Several members of the public encouraged Council to oppose the proposals. Marietta Taylor of the organization Not In Our Town suggested the governing body insist that two lots on Franklin Avenue, adjacent to the former Princeton Hospital, be set aside for affordable housing. Resident Kip Cherry urged Council to fight to retain the 20 percent set-aside. “People are squeezed in Princeton,” she said. “We constantly are losing people who can’t afford to be here anymore.”
Princeton’s Land Use Engineer Jack West opened the discussion on overnight parking by saying he originally thought it would be easy to harmonize the ordinances that existed in the former Borough and Township. “It isn’t,” he said, eliciting some laughter. Parking is restrictive in the former Borough, but not in the former Township. Mr. West asked Council to advise him on whether to pursue a hybrid situation, where in high-density areas overnight parking could possibly be allowed with restrictions.

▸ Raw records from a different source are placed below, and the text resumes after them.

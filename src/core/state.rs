use std::collections::{HashMap, HashSet};
use std::sync::Arc;

use chrono::{DateTime, Utc};
use serde::{Deserialize, Serialize};

// ============================================================================
// Domain Types
// ============================================================================

/// One forum topic as the unit of feed content.
///
/// Content fields are authoritative on the remote side and only change
/// through a merge. Read/bookmark status is tracked separately in
/// [`CanonicalState`] so a merge can never clobber it.
///
/// `title` uses `Arc<str>` for cheap cloning into notification text and
/// display rows.
#[derive(Debug, Clone)]
pub struct Topic {
    pub id: i64,
    pub title: Arc<str>,
    pub created_at: DateTime<Utc>,
    /// Last post activity; falls back to `created_at` for topics with no
    /// replies.
    pub last_activity_at: DateTime<Utc>,
    pub category_id: Option<i64>,
    pub tags: Vec<String>,
    pub views: i64,
    pub reply_count: i64,
    /// Resolved once during wire conversion from the poster list (the entry
    /// tagged "latest", else the final poster). Never re-derived later.
    pub last_author_id: Option<i64>,
    /// Highest post number the server knows about.
    pub highest_post_number: i64,
    /// Highest post number the viewer has read on the site, if logged in.
    pub last_read_post_number: Option<i64>,
}

/// Forum user referenced by a topic's poster list.
#[derive(Debug, Clone, PartialEq, Eq)]
pub struct Author {
    pub id: i64,
    pub trust_level: u8,
    pub is_admin: bool,
}

// ============================================================================
// Canonical State
// ============================================================================

/// Single source of truth for the session.
///
/// `topics` and `authors` are replaced wholesale on each successful poll
/// (remote order preserved for default display). `read_ids` and
/// `bookmark_ids` are independent of `topics`: an id may live in either set
/// with no matching topic, which covers cross-session persistence and the
/// bookmark-only view. Merges never remove ids from either set.
#[derive(Debug, Default)]
pub struct CanonicalState {
    pub topics: Vec<Topic>,
    pub authors: HashMap<i64, Author>,
    pub read_ids: HashSet<i64>,
    pub bookmark_ids: HashSet<i64>,
}

impl CanonicalState {
    pub fn topic(&self, id: i64) -> Option<&Topic> {
        self.topics.iter().find(|t| t.id == id)
    }

    pub fn author(&self, id: i64) -> Option<&Author> {
        self.authors.get(&id)
    }
}

// ============================================================================
// User Settings
// ============================================================================

/// Which feed the user is looking at.
#[derive(Debug, Clone, Copy, PartialEq, Eq, Serialize, Deserialize)]
#[serde(rename_all = "snake_case")]
pub enum FeedSelection {
    Latest,
    Top,
    Category(i64),
    Bookmarks,
}

impl Default for FeedSelection {
    fn default() -> Self {
        FeedSelection::Latest
    }
}

/// Sort order for the projected topic list.
#[derive(Debug, Clone, Copy, PartialEq, Eq, Serialize, Deserialize)]
#[serde(rename_all = "snake_case")]
pub enum SortMode {
    /// Descending by last activity.
    Latest,
    /// Descending by creation time.
    Created,
    /// Descending by view count.
    Views,
    /// Descending by reply count.
    Replies,
}

impl Default for SortMode {
    fn default() -> Self {
        SortMode::Latest
    }
}

/// Per-user view settings, persisted under the `user_settings` storage key.
///
/// Distinct from [`crate::config::Config`]: settings change from the UI
/// every session, config is the slow-moving knob file.
#[derive(Debug, Clone, Serialize, Deserialize)]
#[serde(default)]
pub struct UserSettings {
    pub feed: FeedSelection,
    pub sort: SortMode,
    /// Whether the interval poll loop is active.
    pub auto_poll: bool,
}

impl Default for UserSettings {
    fn default() -> Self {
        Self {
            feed: FeedSelection::Latest,
            sort: SortMode::Latest,
            auto_poll: true,
        }
    }
}

// ============================================================================
// Tests
// ============================================================================
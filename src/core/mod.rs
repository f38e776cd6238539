//! Reconciliation core: canonical state plus the pure transition functions
//! that operate on it.
//!
//! Everything in this module is synchronous and side-effect free. The app
//! layer owns the I/O (HTTP via [`crate::remote`], persistence via
//! [`crate::storage`]) and threads results through these functions:
//!
//! - [`merge`] - fold a fetched collection into state, compute the delta
//! - [`read`] - read-status tracking with site-side "smart read" detection
//! - [`bookmark`] - optimistic bookmark toggles with rollback/coalescing
//! - [`project`] - filter/sort pipeline producing the visible topic list
//! - [`notify`] - keyword notification decisions with a global cooldown

pub mod bookmark;
pub mod categories;
pub mod merge;
pub mod notify;
pub mod project;
pub mod read;
pub mod state;

pub use bookmark::{BookmarkIntent, BookmarkOp, BookmarkReconciler};
pub use merge::{MergeEngine, MergeMode, MergeOutcome};
pub use notify::{NotificationPipeline, NotificationSink};
pub use state::{Author, CanonicalState, FeedSelection, SortMode, Topic, UserSettings};
//! Merge engine: folds a fetched collection into [`CanonicalState`].
//!
//! Remote is the source of truth for content fields, so a replace-mode merge
//! swaps `topics` and `authors` wholesale. The read and bookmark sets are
//! never touched — that is the invariant that makes user actions safe to
//! interleave with an in-flight poll.

use std::collections::HashSet;

use crate::core::state::{Author, CanonicalState, Topic};

/// How fetched topics combine with the current list.
#[derive(Debug, Clone, Copy, PartialEq, Eq)]
pub enum MergeMode {
    /// Replace `topics`/`authors` wholesale (the normal poll path).
    Replace,
    /// Prepend fetched topics not already present; keep existing entries.
    /// Used for low-data incremental top-ups.
    Append,
}

/// Result of a single merge.
#[derive(Debug)]
pub struct MergeOutcome {
    /// Ids present in this fetch but never observed in any prior merge this
    /// session, in remote order. Feeds the notification pipeline.
    pub new_ids: Vec<i64>,
}

/// Tracks which topic ids have been observed this session.
///
/// The seen-set is monotonic and session-only (never persisted). Because it
/// only grows, delta computation is order-independent: a poll superseded by
/// a manual refresh can land late and still produce a correct delta.
#[derive(Debug, Default)]
pub struct MergeEngine {
    seen_ids: HashSet<i64>,
}

impl MergeEngine {
    pub fn new() -> Self {
        Self::default()
    }

    /// Merge a fetched collection into `state` and return the delta of
    /// newly-seen ids.
    ///
    /// The caller must only invoke this with a successful fetch; a failed
    /// upstream call never reaches the merge and leaves state untouched.
    pub fn merge(
        &mut self,
        state: &mut CanonicalState,
        topics: Vec<Topic>,
        authors: Vec<Author>,
        mode: MergeMode,
    ) -> MergeOutcome {
        let new_ids: Vec<i64> = topics
            .iter()
            .map(|t| t.id)
            .filter(|id| !self.seen_ids.contains(id))
            .collect();
        self.seen_ids.extend(new_ids.iter().copied());

        match mode {
            MergeMode::Replace => {
                state.topics = topics;
                // Author map is rebuilt on every merge, never patched.
                state.authors = authors.into_iter().map(|a| (a.id, a)).collect();
            }
            MergeMode::Append => {
                let existing: HashSet<i64> = state.topics.iter().map(|t| t.id).collect();
                let mut fresh: Vec<Topic> =
                    topics.into_iter().filter(|t| !existing.contains(&t.id)).collect();
                if !fresh.is_empty() {
                    fresh.extend(state.topics.drain(..));
                    state.topics = fresh;
                }
                for a in authors {
                    state.authors.insert(a.id, a);
                }
            }
        }

        tracing::debug!(
            topics = state.topics.len(),
            new = new_ids.len(),
            mode = ?mode,
            "Merged fetched collection"
        );

        MergeOutcome { new_ids }
    }

    /// Number of distinct ids observed this session.
    #[cfg(test)]
    pub fn seen_count(&self) -> usize {
        self.seen_ids.len()
    }
}
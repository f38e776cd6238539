//! Notification decision pipeline.
//!
//! Candidates are topics that are genuinely new this session (the merge
//! delta), unread, and recent enough that a filter change cannot resurface
//! old content as "new". Matching is a case-insensitive substring check of
//! the configured keywords against the title.
//!
//! A session-wide cooldown throttles firings: during cooldown a burst of
//! matching candidates yields zero notifications, and the next poll cycle's
//! candidates are evaluated fresh. There is no "already notified" set — old
//! items become non-candidates through the delta and recency rules.

use chrono::{DateTime, Duration, Utc};

use crate::core::state::{CanonicalState, Topic};
use crate::util::text::{parse_keywords, title_matches_any};

/// Topics older than this never trigger a notification (4 hours).
const RECENCY_WINDOW_MS: i64 = 14_400_000;

/// Minimum spacing between notification firings.
const DEFAULT_COOLDOWN_MS: i64 = 5000;

/// Delivery boundary for notifications. Implementations are best-effort and
/// must swallow their own errors.
pub trait NotificationSink: Send + Sync {
    fn notify(&self, text: &str);
}

/// Session-wide notification throttle and keyword matcher.
#[derive(Debug)]
pub struct NotificationPipeline {
    last_fired_at: Option<DateTime<Utc>>,
    cooldown: Duration,
}

impl Default for NotificationPipeline {
    fn default() -> Self {
        Self {
            last_fired_at: None,
            cooldown: Duration::milliseconds(DEFAULT_COOLDOWN_MS),
        }
    }
}

impl NotificationPipeline {
    pub fn new() -> Self {
        Self::default()
    }

    #[cfg(test)]
    pub fn with_cooldown(cooldown: Duration) -> Self {
        Self { last_fired_at: None, cooldown }
    }

    /// Decide which of the newly seen topics deserve a notification.
    ///
    /// Returns the matched topics in delta order. When anything is returned,
    /// `last_fired_at` advances to `now` exactly once for the whole call,
    /// not once per topic.
    pub fn decide<'a>(
        &mut self,
        delta_ids: &[i64],
        state: &'a CanonicalState,
        keyword_spec: &str,
        now: DateTime<Utc>,
    ) -> Vec<&'a Topic> {
        let keywords = parse_keywords(keyword_spec);
        if keywords.is_empty() {
            return Vec::new();
        }

        // Session-wide throttle, regardless of how many candidates matched.
        if let Some(last) = self.last_fired_at {
            if now - last < self.cooldown {
                tracing::debug!(delta = delta_ids.len(), "Notification cooldown active, skipping");
                return Vec::new();
            }
        }

        let matched: Vec<&Topic> = delta_ids
            .iter()
            .filter_map(|id| state.topic(*id))
            .filter(|t| !state.read_ids.contains(&t.id))
            .filter(|t| now - t.created_at < Duration::milliseconds(RECENCY_WINDOW_MS))
            .filter(|t| title_matches_any(&t.title, &keywords))
            .collect();

        if !matched.is_empty() {
            self.last_fired_at = Some(now);
            tracing::info!(count = matched.len(), "Keyword notifications firing");
        }
        matched
    }

    /// Clear the cooldown so the next decide call may fire immediately.
    pub fn reset_cooldown(&mut self) {
        self.last_fired_at = None;
    }
}
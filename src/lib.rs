//! evalbox: runs a program across test-case files, timing every trial and
//! grading its output against expected results.
//!
//! # Architecture
//!
//! Data flows one way: discovery builds the case list, the evaluator runs
//! the trial matrix through the execution core, and the reports render
//! whatever came back.
//!
//! ## Execution core ([`exec`])
//! - [`exec::launcher`]: fork, stdio redirection, CPU cap, exec
//! - [`exec::limiter`]: wall-clock cap and per-trial rusage measurement
//! - [`exec::relay`]: forwards termination signals to the running child
//!
//! ## Orchestration ([`runner`])
//! - [`runner::evaluator`]: the trial matrix loop with failure containment
//! - [`runner::scratch`]: self-removing scratch files
//!
//! ## Grading and reporting
//! - [`check::checker`]: output comparison with ignore rules
//! - [`report::timer`]: trial/average timing tables
//! - [`report::json`]: machine-readable run summary
//!
//! ## Supporting
//! - [`discovery`]: test-case discovery by filename suffix
//! - [`config`]: shared types and pre-run validation
//! - [`cli`]: command line front end

// Execution core
pub mod exec;

// Orchestration
pub mod runner;

// Grading and reporting
pub mod check;
pub mod report;

// Supporting
pub mod config;
pub mod discovery;

// CLI wiring for the evalbox binary
pub mod cli;

// Re-export the shared types for convenience
pub use config::types::*;
//! Grading
//!
//! Output comparison with configurable ignore rules.

pub mod checker;
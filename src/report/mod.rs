//! Reporting
//!
//! Human-readable timing tables and the machine-readable JSON summary.

pub mod json;
pub mod timer;
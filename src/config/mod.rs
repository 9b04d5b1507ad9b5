//! Configuration
//!
//! Shared types and pre-run validation.

pub mod types;
pub mod validator;
//! Bounded execution
//!
//! Runs one launch to completion under a CPU cap (applied in the child) and
//! a wall-clock cap (a one-shot alarm in the parent), and turns the reap
//! data into an [`ExecutionResult`].

use crate::config::types::{EvalError, ExecutionResult, Result};
use crate::exec::launcher::{self, LaunchSpec};
use crate::exec::relay::SignalRelay;
use nix::unistd::alarm;
use std::mem::MaybeUninit;
use std::time::Duration;

/// Per-trial resource caps. Zero on either axis means unlimited.
#[derive(Clone, Copy, Debug, Default)]
pub struct Limits {
    pub cpu_secs: u64,
    pub wall_secs: u64,
}

/// Runs launches under [`Limits`], measuring each one.
pub struct Limiter<'r> {
    relay: &'r SignalRelay,
    limits: Limits,
}

impl<'r> Limiter<'r> {
    pub fn new(relay: &'r SignalRelay, limits: Limits) -> Self {
        Self { relay, limits }
    }

    /// Run one trial to completion.
    ///
    /// A normal exit yields the measured result whatever the exit code.
    /// Death by signal, including a wall-clock kill, is
    /// [`EvalError::Signaled`]. The wall timestamp is taken before the fork
    /// and after the reap, so it covers the child's whole lifetime.
    pub fn run(&self, spec: &LaunchSpec) -> Result<ExecutionResult> {
        let before = timestamp();
        let child = launcher::spawn(spec, self.limits.cpu_secs)?;
        let _guard = self.relay.track(child);
        if self.limits.wall_secs > 0 {
            let secs = self.limits.wall_secs.min(u32::MAX as u64) as u32;
            let _ = alarm::set(secs);
        }
        let outcome = wait_with_usage(child);
        let _ = alarm::cancel();
        let after = timestamp();
        let (status, usage) = outcome?;

        if libc::WIFEXITED(status) {
            Ok(ExecutionResult {
                user_time: cpu_duration(usage.ru_utime),
                system_time: cpu_duration(usage.ru_stime),
                wall_time: timeval_delta(before, after),
                exit_code: libc::WEXITSTATUS(status),
            })
        } else if libc::WIFSIGNALED(status) {
            Err(EvalError::Signaled {
                signal: libc::WTERMSIG(status),
            })
        } else {
            Err(EvalError::Internal(format!(
                "unexpected wait status {status:#x}"
            )))
        }
    }
}

/// wait4 wrapper that keeps the rusage. The relay's handlers run without
/// SA_RESTART, so an EINTR here just means a signal was relayed; wait again.
fn wait_with_usage(child: nix::unistd::Pid) -> Result<(libc::c_int, libc::rusage)> {
    let mut status: libc::c_int = 0;
    let mut usage = MaybeUninit::<libc::rusage>::zeroed();
    loop {
        let rc = unsafe { libc::wait4(child.as_raw(), &mut status, 0, usage.as_mut_ptr()) };
        if rc == child.as_raw() {
            return Ok((status, unsafe { usage.assume_init() }));
        }
        let err = std::io::Error::last_os_error();
        if rc == -1 && err.raw_os_error() == Some(libc::EINTR) {
            continue;
        }
        return Err(EvalError::Internal(format!(
            "wait4 on pid {child} failed: {err}"
        )));
    }
}

fn timestamp() -> libc::timeval {
    let mut tv = libc::timeval {
        tv_sec: 0,
        tv_usec: 0,
    };
    unsafe {
        libc::gettimeofday(&mut tv, std::ptr::null_mut());
    }
    tv
}

/// Elapsed time between two wall timestamps, borrowing from the seconds
/// when the microseconds go negative.
fn timeval_delta(before: libc::timeval, after: libc::timeval) -> Duration {
    let mut sec = after.tv_sec - before.tv_sec;
    let usec = if before.tv_usec > after.tv_usec {
        sec -= 1;
        1_000_000 + after.tv_usec - before.tv_usec
    } else {
        after.tv_usec - before.tv_usec
    };
    if sec < 0 {
        // gettimeofday is not monotonic; a stepped clock reads as zero
        return Duration::ZERO;
    }
    Duration::new(sec as u64, usec as u32 * 1000)
}

fn cpu_duration(tv: libc::timeval) -> Duration {
    Duration::new(tv.tv_sec.max(0) as u64, tv.tv_usec.max(0) as u32 * 1000)
}
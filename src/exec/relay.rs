//! Signal relay
//!
//! Process-wide handlers that forward termination signals to whichever
//! child is currently being waited on, and turn the wall-clock alarm into
//! a two-stage kill.

use crate::config::types::{EvalError, Result};
use log::debug;
use nix::sys::signal::{self, SaFlags, SigAction, SigHandler, SigSet, Signal};
use nix::unistd::Pid;
use std::sync::atomic::{AtomicI32, Ordering};

/// Pid of the child currently being waited on, 0 when there is none.
/// Signal delivery is process-global, so this state is too; everything
/// else goes through [`SignalRelay`].
static CURRENT_CHILD: AtomicI32 = AtomicI32::new(0);

/// Pid the alarm handler has already sent SIGTERM to.
static TERM_SENT_TO: AtomicI32 = AtomicI32::new(0);

/// Seconds between the alarm's SIGTERM and the follow-up SIGKILL.
const KILL_GRACE_SECS: libc::c_uint = 2;

/// Handle proving the relay handlers are installed. [`Limiter`] takes one
/// by reference so no child can be launched without the relay in place.
///
/// [`Limiter`]: crate::exec::limiter::Limiter
pub struct SignalRelay {
    _install: (),
}

impl SignalRelay {
    /// Install the SIGINT, SIGTERM and SIGALRM handlers. Installing twice
    /// is harmless. The handlers are registered without SA_RESTART so a
    /// pending wait returns EINTR once the signal has been relayed.
    pub fn install() -> Result<Self> {
        let relay = SigAction::new(
            SigHandler::Handler(relay_signal),
            SaFlags::empty(),
            SigSet::empty(),
        );
        let alarm = SigAction::new(
            SigHandler::Handler(alarm_expired),
            SaFlags::empty(),
            SigSet::empty(),
        );
        unsafe {
            signal::sigaction(Signal::SIGINT, &relay).map_err(install_error)?;
            signal::sigaction(Signal::SIGTERM, &relay).map_err(install_error)?;
            signal::sigaction(Signal::SIGALRM, &alarm).map_err(install_error)?;
        }
        debug!("signal relay installed for SIGINT, SIGTERM, SIGALRM");
        Ok(Self { _install: () })
    }

    /// Publish `child` as the relay target until the guard drops.
    /// Tracking a new child clears any first-stage alarm state left by the
    /// previous one, so a stale alarm can never escalate a fresh child.
    pub fn track(&self, child: Pid) -> ChildGuard {
        TERM_SENT_TO.store(0, Ordering::SeqCst);
        CURRENT_CHILD.store(child.as_raw(), Ordering::SeqCst);
        ChildGuard { _private: () }
    }

    #[cfg(test)]
    pub(crate) fn tracked_child() -> i32 {
        CURRENT_CHILD.load(Ordering::SeqCst)
    }
}

fn install_error(err: nix::errno::Errno) -> EvalError {
    EvalError::Internal(format!("sigaction failed: {err}"))
}

/// Clears the relay target when a trial's wait concludes.
pub struct ChildGuard {
    _private: (),
}

impl Drop for ChildGuard {
    fn drop(&mut self) {
        CURRENT_CHILD.store(0, Ordering::SeqCst);
        TERM_SENT_TO.store(0, Ordering::SeqCst);
    }
}

/// SIGINT/SIGTERM: pass the signal on to the running child, then restore
/// the default disposition so a second occurrence terminates the harness
/// itself. With no child running, the signal takes its default effect
/// immediately.
///
/// Async-signal-safe: atomics and raw syscalls only.
extern "C" fn relay_signal(sig: libc::c_int) {
    let child = CURRENT_CHILD.load(Ordering::SeqCst);
    if child > 0 {
        unsafe {
            libc::kill(child, sig);
        }
    }
    unsafe {
        libc::signal(sig, libc::SIG_DFL);
        if child <= 0 {
            libc::raise(sig);
        }
    }
}

/// SIGALRM: the wall-clock cap expired. The first expiry for a child sends
/// SIGTERM and re-arms a short grace alarm; the second expiry for the same
/// child sends SIGKILL. An alarm that fires with no child tracked is stale
/// and does nothing.
///
/// Async-signal-safe: atomics and raw syscalls only.
extern "C" fn alarm_expired(_sig: libc::c_int) {
    let child = CURRENT_CHILD.load(Ordering::SeqCst);
    if child <= 0 {
        return;
    }
    if TERM_SENT_TO.swap(child, Ordering::SeqCst) == child {
        unsafe {
            libc::kill(child, libc::SIGKILL);
        }
    } else {
        unsafe {
            libc::kill(child, libc::SIGTERM);
            libc::alarm(KILL_GRACE_SECS);
        }
    }
}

Steve Weiss of Madison Street said his property is one of at least seven others on his street with “impossible parking situations.” Some residents of Maple Street said Princeton University employees often take up all of the parking spots, making it difficult for residents, some of whom pay for parking permits. Maple Street resident Alexi Assmus suggested the town have different parking regulations for different neighborhoods.
Limiting Business Hours
The question of whether to introduce an ordinance imposing limits on hours of retail business operations near residential zones drew the most comments, many of which came from business owners opposed to such a measure. The Ivy Inn and Hoagie Haven stay open the latest, until about 2 a.m., which was the time being discussed as a possible mandated closing. Some who live near those establishments spoke in favor of a restrictive measure, citing loud noise and sometimes unruly behavior late at night.
That neighborhood is also where a 7-11 store is planning to locate, in the former West Coast Video property at 259 Nassau Street. The store would be open 24 hours, which worries some of the area’s residents. But Robert Bratman, who owns the long-empty property and is anxious to move the 7-11 in, said he thinks being open 24 hours will actually make the neighborhood safer. Lighting and surveillance cameras would be installed, “so instead of creating crime, it would reduce crime, if there is crime,” he said.
John Marshall, president of the Princeton Merchants Association, argued that imposing restrictions in designated business zones would harm the community. “The ordinance is overly restrictive,” he said. “It discriminates against small businesses and adversely affects downtown businesses.” Restauranteur Jack Morrison called the idea of restricting hours “economically dangerous.” Barry Sussman of The Peacock Inn said he sometimes has customers on late flights checking in as late as 2 a.m. “Restricting really hurts,” he said.
Area resident Andrea Stein spoke in favor of the proposed measure. “People do tend to dally around their cars, slam their doors, and that kind of thing. As much as I support the businesses in town, we deserve to have some sort of a break from commerce.” Councilwoman Heather Howard said, “Common sense codification of existing policies is the way to go,” while Councilman Patrick Simon suggested, “Maybe we should just beef up our noise ordinance. I’m still weighing the options of this overall.” The topic will be revisited at the next Council meeting August 25.
Leaf and Branch Collection
Robert Hough, the town’s Director of Infrastructure and Operations, presented to Council the proposed leaf, branch and log collection schedule for 2015. After discussion and comments from the public, the governing body decided to send it back to Public Works Committee for further consideration.